Beudandite: Properties and Occurrences

Beudandite is a secondary mineral occurring in the oxidized zones of polymetallic deposits. It is a lead, iron, arsenate, sulfate with endmember formula: PbFe3(OH)6SO4AsO4. is a secondary mineral that was first described in 1826 for an occurrence in the Louise Mine, Wied Iron Spar District, Westerwald, Rhineland-Palatinate, Germany. It was named after French mineralogist Francois Sulpice Beudant.

Beudantite is an orange, dark green, yellow, green or brown mineral having transparent to translucent appearance, non-fluorescent characteristic, adamantine luster and greenish yellow streak.

General Information

  • Category: Arsenate minerals
  • Formula: PbFe3(OH)6SO4AsO4
  • Crystal system: Trigonal
  • Crystal class: Hexagonal scalenohedral (3m).

Properties

Beudantite is a subgroup of the alunite group. It is the arsenate analogue of the phosphate corkite. This mineral exhibits brittle fractures as displayed by glasses and most of the non-metallic minerals. It can be formed as rhombohedral crystals or platy structures. The average density of the mineral is 4.19 g/cm3, and its hardness is 4.

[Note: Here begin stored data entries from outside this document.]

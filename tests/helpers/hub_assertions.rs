//! Lookups and counts over a hub session.

use syster_hub::hub::{
    BinaryRelationship, Category, ElementDefinition, HubSession, Iteration, MemoryHub,
    RequirementsSpecification,
};

pub fn iteration(hub: &MemoryHub) -> &Iteration {
    hub.open_iteration().expect("fixture hub has an open iteration")
}

/// The persisted definition with this name.
pub fn definition_named<'h>(hub: &'h MemoryHub, name: &str) -> &'h ElementDefinition {
    iteration(hub)
        .element_definitions
        .values()
        .find(|d| d.name == name)
        .unwrap_or_else(|| panic!("no element definition named '{name}'"))
}

pub fn specification_named<'h>(hub: &'h MemoryHub, name: &str) -> &'h RequirementsSpecification {
    iteration(hub)
        .requirements_specifications
        .values()
        .find(|s| s.name == name)
        .unwrap_or_else(|| panic!("no requirements specification named '{name}'"))
}

pub fn relationships(hub: &MemoryHub) -> Vec<&BinaryRelationship> {
    iteration(hub).relationships.values().collect()
}

/// Names of the categories a thing carries.
pub fn category_names(hub: &MemoryHub, categories: &[syster_hub::Iid]) -> Vec<String> {
    let chain = hub.rdl_chain();
    categories
        .iter()
        .filter_map(|iid| chain.by_iid::<Category>(*iid))
        .map(|c| c.name.clone())
        .collect()
}

/// Counts of every kind of top-level hub thing, for idempotence checks.
#[derive(Debug, PartialEq, Eq)]
pub struct ThingCounts {
    pub element_definitions: usize,
    pub usages: usize,
    pub parameters: usize,
    pub specifications: usize,
    pub requirements: usize,
    pub relationships: usize,
    pub possible_lists: usize,
    pub actual_lists: usize,
}

pub fn thing_counts(hub: &MemoryHub) -> ThingCounts {
    let iteration = iteration(hub);
    let definitions = iteration.element_definitions.values();
    ThingCounts {
        element_definitions: iteration.element_definitions.len(),
        usages: definitions.clone().map(|d| d.contained_elements.len()).sum(),
        parameters: definitions.map(|d| d.parameters.len()).sum(),
        specifications: iteration.requirements_specifications.len(),
        requirements: iteration
            .requirements_specifications
            .values()
            .map(|s| s.requirements.len())
            .sum(),
        relationships: iteration.relationships.len(),
        possible_lists: iteration.possible_finite_state_lists.len(),
        actual_lists: iteration.actual_finite_state_lists.len(),
    }
}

  • Color: black, dark green, brown, yellowish, red, greenish yellow, brown
  • Crystal habit: tabular, acute rhombohedral, pseudo-cubic, pseudo-cuboctahedral
  • Cleavage: distinct; good on {0001}
  • Mohs scale hardness: 3.5-4.5
  • Luster: vitreous, resinous
  • Streak: grayish yellow to green
  • Diaphaneity: transparent, translucent
  • Specific gravity: 4.48

Occurrence

Beudantite occurs as a secondary mineral in the oxidized zone of polymetallic deposits. It is closely associated with azurite, cerussite, anglesite, duftite, bayldonite, olivenite, pharmacosiderite, arseniosiderite, dussertite, mimetite, scorodite, and carminite.